[About this task]
The answer should consist of each line from the data below that includes "writer".

%%

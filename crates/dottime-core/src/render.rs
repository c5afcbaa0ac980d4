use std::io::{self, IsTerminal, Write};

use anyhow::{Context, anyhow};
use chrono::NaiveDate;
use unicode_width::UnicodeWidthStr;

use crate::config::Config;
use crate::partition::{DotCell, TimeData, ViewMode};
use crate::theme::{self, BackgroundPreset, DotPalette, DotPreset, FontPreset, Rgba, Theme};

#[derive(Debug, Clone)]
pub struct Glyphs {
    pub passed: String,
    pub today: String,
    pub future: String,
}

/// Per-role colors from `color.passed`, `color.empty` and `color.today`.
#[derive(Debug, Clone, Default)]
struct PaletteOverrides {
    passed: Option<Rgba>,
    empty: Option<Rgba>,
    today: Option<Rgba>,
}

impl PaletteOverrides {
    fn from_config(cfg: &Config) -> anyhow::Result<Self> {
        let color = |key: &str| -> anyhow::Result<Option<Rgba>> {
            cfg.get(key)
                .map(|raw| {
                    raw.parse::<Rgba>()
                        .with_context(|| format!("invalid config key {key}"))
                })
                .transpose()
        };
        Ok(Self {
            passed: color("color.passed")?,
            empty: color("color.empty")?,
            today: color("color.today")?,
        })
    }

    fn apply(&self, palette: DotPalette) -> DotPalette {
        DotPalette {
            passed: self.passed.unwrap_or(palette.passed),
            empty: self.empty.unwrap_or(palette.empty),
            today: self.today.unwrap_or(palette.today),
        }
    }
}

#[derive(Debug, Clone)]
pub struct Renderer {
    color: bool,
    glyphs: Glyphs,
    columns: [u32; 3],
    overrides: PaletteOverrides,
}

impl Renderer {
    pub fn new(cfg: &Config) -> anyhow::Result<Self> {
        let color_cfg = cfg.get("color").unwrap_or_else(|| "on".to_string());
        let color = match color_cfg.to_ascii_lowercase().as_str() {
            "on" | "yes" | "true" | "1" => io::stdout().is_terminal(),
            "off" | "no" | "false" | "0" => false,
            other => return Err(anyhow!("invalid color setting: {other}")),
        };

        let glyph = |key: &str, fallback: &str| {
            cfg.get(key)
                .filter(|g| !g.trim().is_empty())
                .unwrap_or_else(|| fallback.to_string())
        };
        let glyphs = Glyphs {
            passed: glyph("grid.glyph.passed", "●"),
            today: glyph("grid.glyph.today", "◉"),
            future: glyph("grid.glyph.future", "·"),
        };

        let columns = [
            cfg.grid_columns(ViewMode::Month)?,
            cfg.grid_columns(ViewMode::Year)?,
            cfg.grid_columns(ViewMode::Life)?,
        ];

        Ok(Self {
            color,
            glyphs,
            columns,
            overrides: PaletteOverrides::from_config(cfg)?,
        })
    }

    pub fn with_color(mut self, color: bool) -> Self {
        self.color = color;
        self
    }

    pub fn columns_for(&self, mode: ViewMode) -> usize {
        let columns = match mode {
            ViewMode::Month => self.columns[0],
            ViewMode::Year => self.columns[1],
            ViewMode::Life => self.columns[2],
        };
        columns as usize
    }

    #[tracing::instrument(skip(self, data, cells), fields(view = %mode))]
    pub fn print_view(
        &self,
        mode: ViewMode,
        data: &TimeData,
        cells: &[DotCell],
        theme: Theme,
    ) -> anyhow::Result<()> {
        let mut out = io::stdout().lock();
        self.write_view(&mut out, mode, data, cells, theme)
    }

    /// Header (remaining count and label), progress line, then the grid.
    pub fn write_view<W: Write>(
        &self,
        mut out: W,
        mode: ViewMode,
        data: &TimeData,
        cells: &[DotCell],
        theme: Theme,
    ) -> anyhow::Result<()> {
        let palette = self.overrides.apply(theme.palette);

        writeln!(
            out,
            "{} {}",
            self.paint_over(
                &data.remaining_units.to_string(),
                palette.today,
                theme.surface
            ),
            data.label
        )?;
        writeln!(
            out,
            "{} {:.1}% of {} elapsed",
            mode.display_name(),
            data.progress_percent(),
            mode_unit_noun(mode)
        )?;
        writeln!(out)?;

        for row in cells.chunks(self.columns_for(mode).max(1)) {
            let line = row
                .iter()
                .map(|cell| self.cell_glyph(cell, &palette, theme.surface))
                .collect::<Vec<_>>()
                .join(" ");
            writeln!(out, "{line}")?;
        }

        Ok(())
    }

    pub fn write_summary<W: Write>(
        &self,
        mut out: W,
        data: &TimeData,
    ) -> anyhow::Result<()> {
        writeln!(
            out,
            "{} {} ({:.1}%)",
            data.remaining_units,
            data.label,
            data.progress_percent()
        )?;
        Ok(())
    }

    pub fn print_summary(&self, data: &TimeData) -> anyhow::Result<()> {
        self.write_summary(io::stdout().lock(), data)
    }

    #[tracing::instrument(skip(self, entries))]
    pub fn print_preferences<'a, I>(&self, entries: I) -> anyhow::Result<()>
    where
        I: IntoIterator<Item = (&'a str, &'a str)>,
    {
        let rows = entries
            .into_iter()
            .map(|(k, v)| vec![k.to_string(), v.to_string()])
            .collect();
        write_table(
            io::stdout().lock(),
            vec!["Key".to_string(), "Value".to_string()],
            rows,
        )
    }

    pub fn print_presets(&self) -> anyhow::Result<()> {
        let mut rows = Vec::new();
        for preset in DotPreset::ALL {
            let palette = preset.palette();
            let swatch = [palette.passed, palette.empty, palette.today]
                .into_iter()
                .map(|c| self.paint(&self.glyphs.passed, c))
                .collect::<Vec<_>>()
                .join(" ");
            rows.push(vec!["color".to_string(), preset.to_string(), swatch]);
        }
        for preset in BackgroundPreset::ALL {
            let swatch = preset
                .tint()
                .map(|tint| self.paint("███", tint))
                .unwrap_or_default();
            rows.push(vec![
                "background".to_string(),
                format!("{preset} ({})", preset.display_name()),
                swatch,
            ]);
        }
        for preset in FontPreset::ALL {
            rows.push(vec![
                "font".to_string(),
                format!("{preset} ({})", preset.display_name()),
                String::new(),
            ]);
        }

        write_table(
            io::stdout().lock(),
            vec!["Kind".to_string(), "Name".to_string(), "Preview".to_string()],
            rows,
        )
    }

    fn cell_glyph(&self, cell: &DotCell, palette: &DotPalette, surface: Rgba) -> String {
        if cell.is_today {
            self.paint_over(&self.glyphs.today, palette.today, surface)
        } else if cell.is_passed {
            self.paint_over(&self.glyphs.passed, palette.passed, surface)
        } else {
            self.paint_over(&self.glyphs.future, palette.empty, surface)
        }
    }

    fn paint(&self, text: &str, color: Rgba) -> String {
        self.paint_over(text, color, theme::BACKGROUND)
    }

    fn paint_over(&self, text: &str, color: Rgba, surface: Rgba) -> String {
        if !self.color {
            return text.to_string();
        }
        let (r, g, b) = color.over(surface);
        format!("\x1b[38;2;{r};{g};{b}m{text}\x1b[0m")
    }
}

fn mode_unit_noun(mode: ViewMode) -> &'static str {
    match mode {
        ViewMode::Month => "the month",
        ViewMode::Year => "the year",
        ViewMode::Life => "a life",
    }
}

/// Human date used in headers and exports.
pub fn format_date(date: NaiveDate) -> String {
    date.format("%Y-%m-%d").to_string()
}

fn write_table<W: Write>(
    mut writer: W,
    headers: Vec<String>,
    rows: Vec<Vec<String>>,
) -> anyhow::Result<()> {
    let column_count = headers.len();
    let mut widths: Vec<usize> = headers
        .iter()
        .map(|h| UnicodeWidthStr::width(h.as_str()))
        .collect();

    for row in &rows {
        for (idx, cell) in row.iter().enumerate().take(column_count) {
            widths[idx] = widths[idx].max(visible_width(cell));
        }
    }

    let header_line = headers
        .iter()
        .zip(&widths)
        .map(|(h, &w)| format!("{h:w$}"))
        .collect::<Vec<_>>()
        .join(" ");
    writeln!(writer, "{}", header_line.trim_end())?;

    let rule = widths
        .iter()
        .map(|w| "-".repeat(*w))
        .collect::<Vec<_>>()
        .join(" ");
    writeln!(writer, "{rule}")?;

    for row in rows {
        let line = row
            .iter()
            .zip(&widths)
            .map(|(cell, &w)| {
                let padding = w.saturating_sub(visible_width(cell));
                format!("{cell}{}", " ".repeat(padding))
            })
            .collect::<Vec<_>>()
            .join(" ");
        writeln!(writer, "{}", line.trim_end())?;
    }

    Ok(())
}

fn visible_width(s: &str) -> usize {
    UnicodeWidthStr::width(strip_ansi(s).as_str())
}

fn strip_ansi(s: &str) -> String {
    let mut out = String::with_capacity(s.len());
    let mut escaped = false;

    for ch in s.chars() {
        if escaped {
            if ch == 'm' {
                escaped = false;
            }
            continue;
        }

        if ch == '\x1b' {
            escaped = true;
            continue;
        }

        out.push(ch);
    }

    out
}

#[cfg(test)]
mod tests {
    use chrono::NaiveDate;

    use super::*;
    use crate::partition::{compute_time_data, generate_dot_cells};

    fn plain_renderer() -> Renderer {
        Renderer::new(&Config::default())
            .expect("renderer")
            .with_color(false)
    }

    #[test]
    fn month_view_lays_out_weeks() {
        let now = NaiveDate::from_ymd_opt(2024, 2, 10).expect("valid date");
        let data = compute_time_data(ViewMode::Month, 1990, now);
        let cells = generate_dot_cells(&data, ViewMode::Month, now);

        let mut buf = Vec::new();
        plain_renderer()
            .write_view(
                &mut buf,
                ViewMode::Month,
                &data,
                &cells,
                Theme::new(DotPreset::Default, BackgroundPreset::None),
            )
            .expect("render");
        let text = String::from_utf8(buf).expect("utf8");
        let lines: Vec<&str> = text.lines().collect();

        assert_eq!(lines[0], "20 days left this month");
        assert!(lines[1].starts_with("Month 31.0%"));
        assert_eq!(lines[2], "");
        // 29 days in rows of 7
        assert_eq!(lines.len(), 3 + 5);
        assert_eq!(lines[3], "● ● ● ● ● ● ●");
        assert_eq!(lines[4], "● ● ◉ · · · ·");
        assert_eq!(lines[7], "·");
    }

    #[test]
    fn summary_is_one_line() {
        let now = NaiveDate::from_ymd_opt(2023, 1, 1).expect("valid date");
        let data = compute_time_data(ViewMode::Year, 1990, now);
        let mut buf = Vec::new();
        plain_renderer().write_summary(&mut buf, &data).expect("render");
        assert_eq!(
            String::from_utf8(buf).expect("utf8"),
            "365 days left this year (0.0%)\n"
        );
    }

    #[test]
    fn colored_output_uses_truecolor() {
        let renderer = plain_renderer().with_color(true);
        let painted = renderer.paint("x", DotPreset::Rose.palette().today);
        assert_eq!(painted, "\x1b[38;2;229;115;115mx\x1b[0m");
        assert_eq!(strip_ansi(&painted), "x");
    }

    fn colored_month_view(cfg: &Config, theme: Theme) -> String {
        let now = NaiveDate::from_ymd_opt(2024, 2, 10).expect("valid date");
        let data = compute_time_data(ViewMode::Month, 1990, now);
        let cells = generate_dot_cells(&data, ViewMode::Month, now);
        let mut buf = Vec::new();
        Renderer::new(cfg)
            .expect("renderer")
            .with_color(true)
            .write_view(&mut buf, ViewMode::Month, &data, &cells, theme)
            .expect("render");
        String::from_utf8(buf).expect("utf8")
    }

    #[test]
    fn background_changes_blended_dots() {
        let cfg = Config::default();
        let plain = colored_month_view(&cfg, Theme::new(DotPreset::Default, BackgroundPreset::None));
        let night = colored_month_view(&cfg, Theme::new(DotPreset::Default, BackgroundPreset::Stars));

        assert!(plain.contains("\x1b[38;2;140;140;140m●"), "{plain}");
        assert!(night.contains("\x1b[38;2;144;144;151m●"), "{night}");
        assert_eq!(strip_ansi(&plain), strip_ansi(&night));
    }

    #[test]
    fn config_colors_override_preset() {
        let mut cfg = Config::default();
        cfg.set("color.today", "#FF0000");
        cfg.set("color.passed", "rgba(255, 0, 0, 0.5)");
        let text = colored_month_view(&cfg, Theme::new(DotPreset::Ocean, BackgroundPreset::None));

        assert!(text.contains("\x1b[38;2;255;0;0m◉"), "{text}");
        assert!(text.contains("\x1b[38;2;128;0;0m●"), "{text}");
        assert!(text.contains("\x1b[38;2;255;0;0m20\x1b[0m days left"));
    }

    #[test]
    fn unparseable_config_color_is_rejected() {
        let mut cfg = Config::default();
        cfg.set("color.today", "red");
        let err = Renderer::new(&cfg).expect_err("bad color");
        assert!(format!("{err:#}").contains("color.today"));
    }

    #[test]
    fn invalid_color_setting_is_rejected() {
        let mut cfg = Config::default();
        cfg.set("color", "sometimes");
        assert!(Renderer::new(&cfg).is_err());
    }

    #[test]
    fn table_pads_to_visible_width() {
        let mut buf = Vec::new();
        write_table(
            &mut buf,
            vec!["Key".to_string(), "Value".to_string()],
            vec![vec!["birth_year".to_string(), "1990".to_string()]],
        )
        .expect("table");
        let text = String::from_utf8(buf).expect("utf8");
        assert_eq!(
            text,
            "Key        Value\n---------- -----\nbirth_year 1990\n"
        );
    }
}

%%

[Solution to this exercise]
    mut writer: W,
    writeln!(writer, "{}", header_line.trim_end())?;
    writeln!(writer, "{rule}")?;
        writeln!(writer, "{}", line.trim_end())?;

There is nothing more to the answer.